_Problem statement_
The line containing "is heavy (it" marks the end: quote every line from the start of the records below through it, word for word.

(Dataset entries)
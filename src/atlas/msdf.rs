//! MSDF generation as an external interface (spec.md §6): this crate
//! composes multi-channel signed-distance-field bitmaps into atlases
//! but does not generate them — a real MSDF generator is heavy (it
//! needs the glyph outline's curve geometry and a font's hinting
//! instructions) and out of scope here, same as font parsing.

use crate::outline::GlyphOutline;

/// A generated multi-channel signed-distance-field bitmap: `width *
/// height` RGB pixels, 3 bytes each.
#[derive(Debug, Clone)]
pub struct Msdf {
    pub width: u32,
    pub height: u32,
    pub pixels: Vec<u8>,
}

impl Msdf {
    pub fn byte_len(&self) -> usize {
        self.width as usize * self.height as usize * 3
    }
}

/// External collaborator: turns a glyph outline into an [`Msdf`]
/// bitmap sized to fit an atlas cell.
pub trait MsdfGenerator: Send + Sync {
    fn generate(&self, outline: &GlyphOutline, width: u32, height: u32) -> Option<Msdf>;
}
use std::sync::Arc;

use super::{Face, FaceMetrics, FontSource, Glyph};
use crate::direction::Direction;

/// One font at one size — the leaf [`Face`] implementation.
pub struct SingleFace {
    source: Arc<dyn FontSource>,
    size: f64,
    direction: Direction,
    metrics: FaceMetrics,
}

impl SingleFace {
    /// `size` is in pixels (ppem). `ascent`/`descent`/`line_gap` are
    /// expected to already be scaled to `size` by the caller — this
    /// crate does not parse `units_per_em` itself.
    pub fn new(source: Arc<dyn FontSource>, size: f64, direction: Direction, metrics: FaceMetrics) -> Self {
        Self {
            source,
            size,
            direction,
            metrics,
        }
    }
}

impl Face for SingleFace {
    fn metrics(&self) -> FaceMetrics {
        self.metrics
    }

    fn advance(&self, text: &str) -> f64 {
        text.chars()
            .map(|c| {
                let gid = self.source.glyph_index(c);
                self.source.glyph_advance(gid, self.size)
            })
            .sum()
    }

    fn has_glyph(&self, c: char) -> bool {
        self.source.glyph_index(c) != 0
    }

    fn glyphs(&self, text: &str) -> Vec<Glyph> {
        text.char_indices()
            .map(|(cluster, c)| {
                let gid = self.source.glyph_index(c);
                let advance = self.source.glyph_advance(gid, self.size);
                Glyph {
                    gid,
                    cluster,
                    advance,
                }
            })
            .collect()
    }

    fn direction(&self) -> Direction {
        self.direction
    }

    fn source(&self) -> Option<Arc<dyn FontSource>> {
        Some(self.source.clone())
    }

    fn size(&self) -> f64 {
        self.size
    }
}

_Task answer_
filename src/atlas/msdf.rs
//! MSDF generation as an external interface (spec.md §6): this crate
//! composes multi-channel signed-distance-field bitmaps into atlases
//! but does not generate them — a real MSDF generator is heavy (it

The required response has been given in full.